What needs to be done: Reproduce the records exactly through the line with "fetch Authentication Apps.\n\n\".

Dataset extract:
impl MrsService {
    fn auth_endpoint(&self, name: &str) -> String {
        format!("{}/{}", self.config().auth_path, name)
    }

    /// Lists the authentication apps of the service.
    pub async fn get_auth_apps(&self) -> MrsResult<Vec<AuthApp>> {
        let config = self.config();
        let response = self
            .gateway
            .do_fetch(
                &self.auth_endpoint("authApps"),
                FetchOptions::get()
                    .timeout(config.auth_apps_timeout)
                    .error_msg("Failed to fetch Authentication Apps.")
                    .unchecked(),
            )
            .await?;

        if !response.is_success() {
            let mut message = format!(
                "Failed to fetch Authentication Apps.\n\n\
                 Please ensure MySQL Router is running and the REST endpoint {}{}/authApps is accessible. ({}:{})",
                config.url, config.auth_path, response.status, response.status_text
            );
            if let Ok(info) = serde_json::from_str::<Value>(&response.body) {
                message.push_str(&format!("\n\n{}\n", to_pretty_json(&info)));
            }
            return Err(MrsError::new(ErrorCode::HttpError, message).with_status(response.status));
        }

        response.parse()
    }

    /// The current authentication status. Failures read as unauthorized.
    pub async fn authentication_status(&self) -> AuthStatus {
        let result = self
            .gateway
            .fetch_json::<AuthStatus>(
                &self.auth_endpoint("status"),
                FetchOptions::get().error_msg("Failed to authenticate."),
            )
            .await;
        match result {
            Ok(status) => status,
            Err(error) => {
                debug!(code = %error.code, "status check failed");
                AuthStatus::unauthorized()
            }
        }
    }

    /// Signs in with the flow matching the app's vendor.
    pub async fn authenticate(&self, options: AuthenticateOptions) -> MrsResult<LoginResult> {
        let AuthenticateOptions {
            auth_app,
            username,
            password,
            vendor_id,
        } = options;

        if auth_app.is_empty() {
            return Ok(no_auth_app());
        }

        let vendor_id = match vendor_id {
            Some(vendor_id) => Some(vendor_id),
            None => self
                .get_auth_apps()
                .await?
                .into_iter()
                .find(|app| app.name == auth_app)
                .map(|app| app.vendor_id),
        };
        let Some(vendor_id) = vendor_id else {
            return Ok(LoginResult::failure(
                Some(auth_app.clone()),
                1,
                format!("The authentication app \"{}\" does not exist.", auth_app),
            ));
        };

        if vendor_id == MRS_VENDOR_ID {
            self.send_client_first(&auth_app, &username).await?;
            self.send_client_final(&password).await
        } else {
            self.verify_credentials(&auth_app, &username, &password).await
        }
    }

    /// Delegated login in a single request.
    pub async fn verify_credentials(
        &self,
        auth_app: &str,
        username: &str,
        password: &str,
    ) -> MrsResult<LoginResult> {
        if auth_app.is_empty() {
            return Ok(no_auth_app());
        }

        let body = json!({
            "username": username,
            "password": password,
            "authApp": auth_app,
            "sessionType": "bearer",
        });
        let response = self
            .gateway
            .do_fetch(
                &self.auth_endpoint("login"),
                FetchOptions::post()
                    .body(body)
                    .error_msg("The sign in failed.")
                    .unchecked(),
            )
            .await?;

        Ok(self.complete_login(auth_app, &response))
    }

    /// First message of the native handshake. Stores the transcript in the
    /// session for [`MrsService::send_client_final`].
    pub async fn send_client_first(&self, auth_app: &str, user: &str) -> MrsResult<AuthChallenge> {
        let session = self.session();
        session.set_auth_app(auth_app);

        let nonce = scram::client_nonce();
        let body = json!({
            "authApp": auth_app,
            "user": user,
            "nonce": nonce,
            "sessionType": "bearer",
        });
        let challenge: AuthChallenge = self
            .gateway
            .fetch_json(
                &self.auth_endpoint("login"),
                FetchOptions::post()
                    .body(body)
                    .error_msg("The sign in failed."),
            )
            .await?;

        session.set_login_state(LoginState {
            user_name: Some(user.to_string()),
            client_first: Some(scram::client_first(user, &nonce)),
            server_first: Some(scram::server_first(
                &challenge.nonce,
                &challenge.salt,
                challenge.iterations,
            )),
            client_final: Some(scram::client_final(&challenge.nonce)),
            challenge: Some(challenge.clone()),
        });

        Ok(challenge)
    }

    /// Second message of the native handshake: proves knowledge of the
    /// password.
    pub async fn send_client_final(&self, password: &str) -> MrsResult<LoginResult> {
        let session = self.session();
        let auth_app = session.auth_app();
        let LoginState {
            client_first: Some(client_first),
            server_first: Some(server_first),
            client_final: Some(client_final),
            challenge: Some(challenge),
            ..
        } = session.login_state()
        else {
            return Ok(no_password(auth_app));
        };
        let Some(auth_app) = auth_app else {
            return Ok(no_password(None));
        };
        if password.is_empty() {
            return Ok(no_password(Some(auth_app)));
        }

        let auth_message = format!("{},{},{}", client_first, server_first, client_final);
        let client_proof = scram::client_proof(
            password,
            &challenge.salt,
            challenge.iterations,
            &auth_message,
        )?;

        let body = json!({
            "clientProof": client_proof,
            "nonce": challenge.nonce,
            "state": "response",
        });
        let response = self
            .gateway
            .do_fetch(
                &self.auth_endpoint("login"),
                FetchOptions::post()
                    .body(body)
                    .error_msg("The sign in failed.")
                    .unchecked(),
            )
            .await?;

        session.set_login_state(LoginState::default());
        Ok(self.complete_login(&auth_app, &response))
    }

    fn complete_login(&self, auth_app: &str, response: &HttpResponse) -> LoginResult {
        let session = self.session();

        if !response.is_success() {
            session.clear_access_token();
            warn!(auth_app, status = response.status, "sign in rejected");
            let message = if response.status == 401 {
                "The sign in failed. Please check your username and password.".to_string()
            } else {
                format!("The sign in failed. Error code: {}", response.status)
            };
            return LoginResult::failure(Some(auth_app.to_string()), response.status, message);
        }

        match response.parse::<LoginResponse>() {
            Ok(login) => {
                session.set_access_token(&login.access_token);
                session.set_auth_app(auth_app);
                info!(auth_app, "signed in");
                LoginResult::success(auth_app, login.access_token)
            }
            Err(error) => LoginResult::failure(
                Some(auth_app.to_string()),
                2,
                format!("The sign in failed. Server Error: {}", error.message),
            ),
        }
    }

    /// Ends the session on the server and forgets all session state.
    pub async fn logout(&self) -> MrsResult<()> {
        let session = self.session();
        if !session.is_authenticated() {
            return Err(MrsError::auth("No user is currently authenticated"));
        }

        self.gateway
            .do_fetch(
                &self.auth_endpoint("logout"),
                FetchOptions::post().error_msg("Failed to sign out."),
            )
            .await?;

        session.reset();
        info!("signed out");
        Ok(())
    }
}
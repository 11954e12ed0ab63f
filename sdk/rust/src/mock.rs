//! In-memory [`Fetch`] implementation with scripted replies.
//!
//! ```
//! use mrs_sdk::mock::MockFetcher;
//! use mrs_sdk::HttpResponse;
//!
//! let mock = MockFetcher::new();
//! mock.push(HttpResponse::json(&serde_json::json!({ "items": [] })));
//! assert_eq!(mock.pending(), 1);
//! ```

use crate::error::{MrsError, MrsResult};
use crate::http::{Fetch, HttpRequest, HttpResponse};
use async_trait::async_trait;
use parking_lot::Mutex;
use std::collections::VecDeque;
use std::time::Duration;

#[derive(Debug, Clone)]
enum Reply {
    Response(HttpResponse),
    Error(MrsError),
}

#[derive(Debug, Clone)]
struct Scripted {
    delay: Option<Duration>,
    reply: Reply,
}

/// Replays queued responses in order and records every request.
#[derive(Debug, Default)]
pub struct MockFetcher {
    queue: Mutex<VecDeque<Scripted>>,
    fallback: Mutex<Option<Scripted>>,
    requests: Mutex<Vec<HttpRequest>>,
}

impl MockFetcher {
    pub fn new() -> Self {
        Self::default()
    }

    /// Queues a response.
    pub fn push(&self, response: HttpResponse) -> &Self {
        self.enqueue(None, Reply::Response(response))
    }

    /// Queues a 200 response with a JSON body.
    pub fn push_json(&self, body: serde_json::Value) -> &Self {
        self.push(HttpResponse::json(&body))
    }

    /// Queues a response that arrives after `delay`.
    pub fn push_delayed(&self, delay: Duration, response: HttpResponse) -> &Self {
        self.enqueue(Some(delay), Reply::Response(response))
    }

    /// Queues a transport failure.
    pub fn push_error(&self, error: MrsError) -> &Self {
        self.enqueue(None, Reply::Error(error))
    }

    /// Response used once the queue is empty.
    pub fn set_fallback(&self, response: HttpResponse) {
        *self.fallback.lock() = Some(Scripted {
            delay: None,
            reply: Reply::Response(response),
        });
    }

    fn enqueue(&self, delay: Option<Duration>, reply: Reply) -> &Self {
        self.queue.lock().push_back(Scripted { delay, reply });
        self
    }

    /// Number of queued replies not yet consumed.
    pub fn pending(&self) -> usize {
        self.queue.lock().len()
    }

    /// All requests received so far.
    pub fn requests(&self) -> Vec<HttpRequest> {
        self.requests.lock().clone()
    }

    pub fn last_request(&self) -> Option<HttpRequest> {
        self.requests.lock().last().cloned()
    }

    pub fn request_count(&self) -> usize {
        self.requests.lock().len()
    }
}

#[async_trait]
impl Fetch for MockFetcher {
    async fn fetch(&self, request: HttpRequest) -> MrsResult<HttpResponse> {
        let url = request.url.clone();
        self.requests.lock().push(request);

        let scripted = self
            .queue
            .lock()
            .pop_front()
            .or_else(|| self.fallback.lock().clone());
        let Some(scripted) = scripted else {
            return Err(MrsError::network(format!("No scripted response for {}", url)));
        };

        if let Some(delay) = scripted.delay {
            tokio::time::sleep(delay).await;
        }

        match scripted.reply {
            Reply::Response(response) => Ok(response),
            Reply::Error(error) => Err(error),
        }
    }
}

Response:
impl MrsService {
    fn auth_endpoint(&self, name: &str) -> String {
        format!("{}/{}", self.config().auth_path, name)
    }

    /// Lists the authentication apps of the service.
    pub async fn get_auth_apps(&self) -> MrsResult<Vec<AuthApp>> {
        let config = self.config();
        let response = self
            .gateway
            .do_fetch(
                &self.auth_endpoint("authApps"),
                FetchOptions::get()
                    .timeout(config.auth_apps_timeout)
                    .error_msg("Failed to fetch Authentication Apps.")
                    .unchecked(),
            )
            .await?;

        if !response.is_success() {
            let mut message = format!(
                "Failed to fetch Authentication Apps.\n\n\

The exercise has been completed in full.